* _GIVEN RECORDS_:

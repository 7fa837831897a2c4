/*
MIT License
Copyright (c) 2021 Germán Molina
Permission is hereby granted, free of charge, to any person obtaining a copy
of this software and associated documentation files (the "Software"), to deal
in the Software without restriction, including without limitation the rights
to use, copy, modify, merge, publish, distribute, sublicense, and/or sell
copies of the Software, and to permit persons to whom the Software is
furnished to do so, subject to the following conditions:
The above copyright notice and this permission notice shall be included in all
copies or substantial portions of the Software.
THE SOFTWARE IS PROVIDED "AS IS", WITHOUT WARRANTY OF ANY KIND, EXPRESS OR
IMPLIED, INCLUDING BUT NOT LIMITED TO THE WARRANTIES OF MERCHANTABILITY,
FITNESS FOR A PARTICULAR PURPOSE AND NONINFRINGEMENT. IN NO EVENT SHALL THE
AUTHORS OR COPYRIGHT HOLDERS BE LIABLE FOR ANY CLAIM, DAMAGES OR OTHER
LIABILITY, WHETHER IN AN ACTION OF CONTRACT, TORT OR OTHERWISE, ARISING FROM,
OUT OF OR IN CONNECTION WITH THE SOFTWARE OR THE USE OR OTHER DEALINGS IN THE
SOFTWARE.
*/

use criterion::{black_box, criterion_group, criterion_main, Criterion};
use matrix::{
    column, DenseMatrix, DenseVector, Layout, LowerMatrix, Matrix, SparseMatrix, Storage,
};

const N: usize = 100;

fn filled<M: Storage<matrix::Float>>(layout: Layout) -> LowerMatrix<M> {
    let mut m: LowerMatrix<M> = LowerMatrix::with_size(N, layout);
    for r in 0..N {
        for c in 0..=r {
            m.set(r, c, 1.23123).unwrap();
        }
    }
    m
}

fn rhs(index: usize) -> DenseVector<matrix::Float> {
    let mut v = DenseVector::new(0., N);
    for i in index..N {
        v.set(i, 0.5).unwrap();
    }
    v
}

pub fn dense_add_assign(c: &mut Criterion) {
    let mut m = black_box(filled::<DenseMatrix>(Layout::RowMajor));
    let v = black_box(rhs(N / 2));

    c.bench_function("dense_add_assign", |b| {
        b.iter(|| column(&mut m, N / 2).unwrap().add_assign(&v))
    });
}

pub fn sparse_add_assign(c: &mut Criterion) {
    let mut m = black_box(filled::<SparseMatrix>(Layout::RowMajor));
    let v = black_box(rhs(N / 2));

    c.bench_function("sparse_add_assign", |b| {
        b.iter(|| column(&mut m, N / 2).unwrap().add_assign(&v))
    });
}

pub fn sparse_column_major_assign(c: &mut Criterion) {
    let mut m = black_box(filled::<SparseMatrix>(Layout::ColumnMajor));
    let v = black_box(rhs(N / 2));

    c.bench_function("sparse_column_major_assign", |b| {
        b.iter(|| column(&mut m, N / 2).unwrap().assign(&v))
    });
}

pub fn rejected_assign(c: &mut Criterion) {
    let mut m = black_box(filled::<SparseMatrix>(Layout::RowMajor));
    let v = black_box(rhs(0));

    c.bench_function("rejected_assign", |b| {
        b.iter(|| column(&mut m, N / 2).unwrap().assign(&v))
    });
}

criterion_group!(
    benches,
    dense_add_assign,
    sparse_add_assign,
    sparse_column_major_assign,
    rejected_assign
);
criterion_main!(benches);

* _PROBLEM DETAILS_:
Quote the listing above, but only from the line that shows "copies of the" through the line that shows "let mut v = DenseVector::new(0., N);".

* _COMPLETED TASK_:
copies of the Software, and to permit persons to whom the Software is
furnished to do so, subject to the following conditions:
The above copyright notice and this permission notice shall be included in all
copies or substantial portions of the Software.
THE SOFTWARE IS PROVIDED "AS IS", WITHOUT WARRANTY OF ANY KIND, EXPRESS OR
IMPLIED, INCLUDING BUT NOT LIMITED TO THE WARRANTIES OF MERCHANTABILITY,
FITNESS FOR A PARTICULAR PURPOSE AND NONINFRINGEMENT. IN NO EVENT SHALL THE
AUTHORS OR COPYRIGHT HOLDERS BE LIABLE FOR ANY CLAIM, DAMAGES OR OTHER
LIABILITY, WHETHER IN AN ACTION OF CONTRACT, TORT OR OTHERWISE, ARISING FROM,
OUT OF OR IN CONNECTION WITH THE SOFTWARE OR THE USE OR OTHER DEALINGS IN THE
SOFTWARE.
*/

use criterion::{black_box, criterion_group, criterion_main, Criterion};
use matrix::{
    column, DenseMatrix, DenseVector, Layout, LowerMatrix, Matrix, SparseMatrix, Storage,
};

const N: usize = 100;

fn filled<M: Storage<matrix::Float>>(layout: Layout) -> LowerMatrix<M> {
    let mut m: LowerMatrix<M> = LowerMatrix::with_size(N, layout);
    for r in 0..N {
        for c in 0..=r {
            m.set(r, c, 1.23123).unwrap();
        }
    }
    m
}

fn rhs(index: usize) -> DenseVector<matrix::Float> {
    let mut v = DenseVector::new(0., N);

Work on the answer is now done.